Morgane Baudin, fondatrice de Pixetik

« Le cinéma est un moyen de changer le monde. »

Historiquement dédiée au placement de produit responsable, Pixetik évolue depuis 2020 vers l’accompagnement des scénaristes, pour mieux intégrer les questions environnementales à leurs récits. Rencontre avec sa co-fondatrice, Morgane Baudin.

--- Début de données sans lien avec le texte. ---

use folio_idf::ContentNode;
use regex::{Captures, Regex};

/// Intermediate result of expansion: strings not yet claimed by a pattern,
/// finished nodes, and nested groups (from anchor fan-out).
#[derive(Debug, Clone, PartialEq)]
pub enum Fragment {
    Str(String),
    Node(ContentNode),
    Group(Vec<Fragment>),
}

impl Fragment {
    pub fn node(node: ContentNode) -> Self {
        Fragment::Node(node)
    }
}

impl From<ContentNode> for Fragment {
    fn from(node: ContentNode) -> Self {
        Fragment::Node(node)
    }
}

/// Runs one substitution pass over every unclaimed string, recursing into groups.
pub fn replace_pass<F>(fragments: Vec<Fragment>, pattern: &Regex, replace: &mut F) -> Vec<Fragment>
where
    F: FnMut(&Captures<'_>) -> Fragment,
{
    let mut out = Vec::with_capacity(fragments.len());
    for fragment in fragments {
        match fragment {
            Fragment::Str(s) => split_matches(&s, pattern, replace, &mut out),
            Fragment::Group(inner) => out.push(Fragment::Group(replace_pass(inner, pattern, replace))),
            node @ Fragment::Node(_) => out.push(node),
        }
    }
    out
}

fn split_matches<F>(s: &str, pattern: &Regex, replace: &mut F, out: &mut Vec<Fragment>)
where
    F: FnMut(&Captures<'_>) -> Fragment,
{
    let mut last = 0;
    for caps in pattern.captures_iter(s) {
        let Some(whole) = caps.get(0) else { continue };
        if whole.start() > last {
            out.push(Fragment::Str(s[last..whole.start()].to_string()));
        }
        out.push(replace(&caps));
        last = whole.end();
    }
    if last < s.len() {
        out.push(Fragment::Str(s[last..].to_string()));
    }
}

/// Deletes every occurrence of `literal` from unclaimed strings.
pub fn strip_literal(fragments: Vec<Fragment>, literal: &str) -> Vec<Fragment> {
    fragments
        .into_iter()
        .map(|fragment| match fragment {
            Fragment::Str(s) => Fragment::Str(s.replace(literal, "")),
            Fragment::Group(inner) => Fragment::Group(strip_literal(inner, literal)),
            node => node,
        })
        .collect()
}
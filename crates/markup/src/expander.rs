//! Markup Expander: raw entry text to a tree of typed nodes.

use crate::fragment::{Fragment, replace_pass, strip_literal};
use crate::linearize::flatten;
use crate::patterns;
use folio_idf::{AnchorData, AnchorNode, ContentNode, Descriptor, EntryData, FormatCode, LinkTarget};
use folio_layout::embedded_height;
use folio_traits::LinkSink;
use folio_types::{AnchorName, ConfigKey, EntryKey};
use regex::Captures;

/// Expands manual markup for one entry.
///
/// Links to other entries are reported to the [`LinkSink`] as they are found;
/// the expander never waits on them.
pub struct Expander<'a> {
    data: &'a EntryData,
    links: &'a dyn LinkSink,
}

impl<'a> Expander<'a> {
    pub fn new(data: &'a EntryData, links: &'a dyn LinkSink) -> Self {
        Self { data, links }
    }

    /// Applies every substitution pass, in order, to `text`.
    pub fn expand(&self, text: &str) -> Vec<Fragment> {
        let mut tree = vec![Fragment::Str(text.to_string())];

        tree = replace_pass(tree, &patterns::PAGE_BREAK, &mut |_| {
            Fragment::Node(ContentNode::PageBreak)
        });
        tree = replace_pass(tree, &patterns::LINK, &mut |caps| self.link(caps));
        tree = replace_pass(tree, &patterns::FORMATTING, &mut |caps| self.formatting(caps));
        tree = replace_pass(tree, &patterns::CONFIG_INT, &mut |caps| {
            Fragment::Node(ContentNode::ConfigInt {
                key: ConfigKey::new(&caps[1]),
            })
        });
        tree = replace_pass(tree, &patterns::CONFIG_BOOL, &mut |caps| self.config_bool(caps));
        tree = replace_pass(tree, &patterns::CONFIG_INT_ARRAY, &mut |caps| {
            Fragment::Node(ContentNode::ConfigIntArray {
                key: ConfigKey::new(&caps[1]),
                extra: caps.get(2).map(|m| m.as_str().to_string()),
            })
        });
        tree = replace_pass(tree, &patterns::ANCHOR, &mut |caps| {
            let anchors = make_anchors(&caps[1], self.data);
            Fragment::Group(
                anchors
                    .into_iter()
                    .map(|a| Fragment::Node(ContentNode::Anchor(a)))
                    .collect(),
            )
        });
        tree = replace_pass(tree, &patterns::KEYBIND, &mut |caps| {
            Fragment::Node(ContentNode::Keybind {
                binding: caps[1].to_string(),
            })
        });
        tree = replace_pass(tree, &patterns::LINE_BREAK, &mut |_| {
            Fragment::Node(ContentNode::LineBreak)
        });
        strip_literal(tree, patterns::RESET)
    }

    /// Expands nested markup (labels, span bodies) straight to nodes.
    pub fn expand_inline(&self, text: &str) -> Vec<ContentNode> {
        flatten(self.expand(text))
    }

    fn link(&self, caps: &Captures<'_>) -> Fragment {
        let label = &caps[2];
        let target = match &caps[1] {
            patterns::SAME_ENTRY => LinkTarget::SameEntry,
            key => {
                let key = EntryKey::new(key);
                log::trace!("requesting linked entry '{}'", key);
                self.links.request_entry(&key);
                LinkTarget::Entry(key)
            }
        };
        Fragment::Node(ContentNode::Link {
            target,
            anchor: caps.get(3).map(|m| m.as_str().to_string()),
            children: self.expand_inline(label),
            estimated_length: label.chars().count(),
        })
    }

    fn formatting(&self, caps: &Captures<'_>) -> Fragment {
        let code = caps[1].chars().next().unwrap_or(' ');
        let body = &caps[2];
        // Re-append the reset so spans nested in the body close.
        let children = self.expand_inline(&format!("{}{}", body, patterns::RESET));
        Fragment::Node(ContentNode::Formatted {
            code: FormatCode(code),
            children,
            estimated_length: body.chars().count(),
        })
    }

    fn config_bool(&self, caps: &Captures<'_>) -> Fragment {
        let (on, off) = (&caps[2], &caps[3]);
        Fragment::Node(ContentNode::ConfigBool {
            key: ConfigKey::new(&caps[1]),
            on: self.expand_inline(on),
            off: self.expand_inline(off),
            estimated_length: on.chars().count().max(off.chars().count()),
        })
    }
}

/// Builds the anchor nodes for `name`: one per element when the entry data
/// holds an array, otherwise a single anchor.
pub fn make_anchors(name: &str, data: &EntryData) -> Vec<AnchorNode> {
    let anchor_name = AnchorName::new(name);
    match data.lookup(name) {
        AnchorData::Many(items) => items
            .iter()
            .enumerate()
            .map(|(i, item)| {
                let descriptor = Descriptor::new(item.clone());
                let height = embedded_height(Some(&descriptor));
                AnchorNode::new(anchor_name.clone(), Some(descriptor), height).with_ordinal(i)
            })
            .collect(),
        AnchorData::Single(item) => {
            let descriptor = Descriptor::new(item.clone());
            let height = embedded_height(Some(&descriptor));
            vec![AnchorNode::new(anchor_name, Some(descriptor), height)]
        }
        AnchorData::Missing => vec![AnchorNode::new(anchor_name, None, 0.0)],
    }
}
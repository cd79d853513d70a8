//! Paginated output.

use crate::node::ContentNode;

/// One rendered page: an ordered run of leaf-level nodes.
#[derive(Debug, Clone, PartialEq, Default)]
pub struct Page {
    nodes: Vec<ContentNode>,
}

impl Page {
    pub fn new(nodes: Vec<ContentNode>) -> Self {
        Self { nodes }
    }

    pub fn nodes(&self) -> &[ContentNode] {
        &self.nodes
    }

    pub fn into_nodes(self) -> Vec<ContentNode> {
        self.nodes
    }

    pub fn len(&self) -> usize {
        self.nodes.len()
    }

    pub fn is_empty(&self) -> bool {
        self.nodes.is_empty()
    }

    /// True when the page has nothing but line breaks.
    pub fn is_blank(&self) -> bool {
        self.nodes.iter().all(ContentNode::is_line_break)
    }
}

/// The ordered pages of one entry.
#[derive(Debug, Clone, PartialEq, Default)]
pub struct PageSequence {
    pages: Vec<Page>,
}

impl PageSequence {
    pub fn new(pages: Vec<Page>) -> Self {
        Self { pages }
    }

    pub fn get(&self, index: usize) -> Option<&Page> {
        self.pages.get(index)
    }

    pub fn len(&self) -> usize {
        self.pages.len()
    }

    pub fn is_empty(&self) -> bool {
        self.pages.is_empty()
    }

    pub fn iter(&self) -> std::slice::Iter<'_, Page> {
        self.pages.iter()
    }

    pub fn pages(&self) -> &[Page] {
        &self.pages
    }
}

impl IntoIterator for PageSequence {
    type Item = Page;
    type IntoIter = std::vec::IntoIter<Page>;

    fn into_iter(self) -> Self::IntoIter {
        self.pages.into_iter()
    }
}

impl<'a> IntoIterator for &'a PageSequence {
    type Item = &'a Page;
    type IntoIter = std::slice::Iter<'a, Page>;

    fn into_iter(self) -> Self::IntoIter {
        self.pages.iter()
    }
}

#[cfg(test)]
mod tests {
    use super::*;

    #[test]
    fn test_blank_page() {
        assert!(Page::new(vec![ContentNode::LineBreak, ContentNode::LineBreak]).is_blank());
        assert!(Page::default().is_blank());
        assert!(!Page::new(vec![ContentNode::text("x")]).is_blank());
    }
}
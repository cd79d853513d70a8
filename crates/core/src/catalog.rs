//! The category tree described by `manual/autoload.json`.

use folio_types::EntryKey;
use serde_json::Value;
use std::collections::HashMap;

/// Key listing a category's entries.
pub const ENTRY_LIST: &str = "entry_list";
/// Sorting hint, not shown.
pub const CATEGORY_WEIGHT: &str = "category_weight";

#[derive(Debug, Clone, PartialEq, Default)]
pub struct Category {
    pub key: String,
    pub entries: Vec<EntryKey>,
    pub subcategories: Vec<String>,
    /// Only categories at the root of the file are listed on the start page.
    pub toplevel: bool,
}

/// Categories in file order.
#[derive(Debug, Clone, Default)]
pub struct Catalog {
    categories: Vec<Category>,
    index: HashMap<String, usize>,
}

impl Catalog {
    pub fn new() -> Self {
        Self::default()
    }

    /// Reads an autoload document. Anything but an object yields an empty catalog.
    pub fn from_autoload(autoload: &Value) -> Self {
        let mut catalog = Self::new();
        if let Some(root) = autoload.as_object() {
            for (key, value) in root {
                catalog.register(key, value, true);
            }
        } else {
            log::warn!("autoload document is not an object; no categories loaded");
        }
        catalog
    }

    /// Registers `value` under `key` if it is an object with an `entry_list`.
    fn register(&mut self, key: &str, value: &Value, toplevel: bool) {
        let Some(body) = value.as_object().filter(|o| o.contains_key(ENTRY_LIST)) else {
            log::debug!("skipping '{}': not a category", key);
            return;
        };
        let mut category = Category {
            key: key.to_string(),
            toplevel,
            ..Category::default()
        };
        let mut children = Vec::new();
        for (child, child_value) in body {
            match child.as_str() {
                ENTRY_LIST => {
                    category.entries = child_value
                        .as_array()
                        .map(|list| {
                            list.iter()
                                .filter_map(Value::as_str)
                                .map(EntryKey::new)
                                .collect()
                        })
                        .unwrap_or_default();
                }
                CATEGORY_WEIGHT => {}
                _ => {
                    category.subcategories.push(child.clone());
                    children.push((child, child_value));
                }
            }
        }
        self.insert(category);
        for (child, child_value) in children {
            self.register(child, child_value, false);
        }
    }

    /// Adds or replaces a category, keeping its original position on replace.
    pub fn insert(&mut self, category: Category) {
        match self.index.get(&category.key) {
            Some(&i) => self.categories[i] = category,
            None => {
                self.index.insert(category.key.clone(), self.categories.len());
                self.categories.push(category);
            }
        }
    }

    pub fn get(&self, key: &str) -> Option<&Category> {
        self.index.get(key).map(|&i| &self.categories[i])
    }

    pub fn contains(&self, key: &str) -> bool {
        self.index.contains_key(key)
    }

    pub fn iter(&self) -> std::slice::Iter<'_, Category> {
        self.categories.iter()
    }

    pub fn toplevel(&self) -> impl Iterator<Item = &Category> {
        self.categories.iter().filter(|c| c.toplevel)
    }

    /// Every listed entry once, in first-seen order.
    pub fn all_entries(&self) -> Vec<EntryKey> {
        let mut seen = std::collections::HashSet::new();
        self.categories
            .iter()
            .flat_map(|c| c.entries.iter())
            .filter(|key| seen.insert((*key).clone()))
            .cloned()
            .collect()
    }

    pub fn len(&self) -> usize {
        self.categories.len()
    }

    pub fn is_empty(&self) -> bool {
        self.categories.is_empty()
    }
}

Interview : Caroline Veunac

8 novembre 2021

Temps de lecture 5 min

L’idée de départ ? Mettre en contact des producteurs de cinéma et des marques, pour favoriser le placement de produit éthique dans les films. Une gourde en inox plutôt qu’une bouteille d’eau, un costume made in France éco-responsable… Fondée en 2019 par Morgane Baudin et Camille Dijoud, deux jeunes productrices à la sensibilité écologique affûtée, Pixetik, qui est notamment intervenue sur les séries L’Effondrement (Canal +) et Derby Girl (France.tv Slash), voulait influencer nos pratiques en impactant nos imaginaires. Aujourd’hui, la star up sociale prend le problème à la racine en se recentrant sur des ateliers d’écriture, créés pour accompagner les scénaristes dans la fabrication de récits qui intègrent les enjeux climatiques, sans forcément verser dans le catastrophisme ambiant. Morgane Baudin nous en dit plus sur cette évolution.

D’où vient votre engagement en faveur de l’environnement ?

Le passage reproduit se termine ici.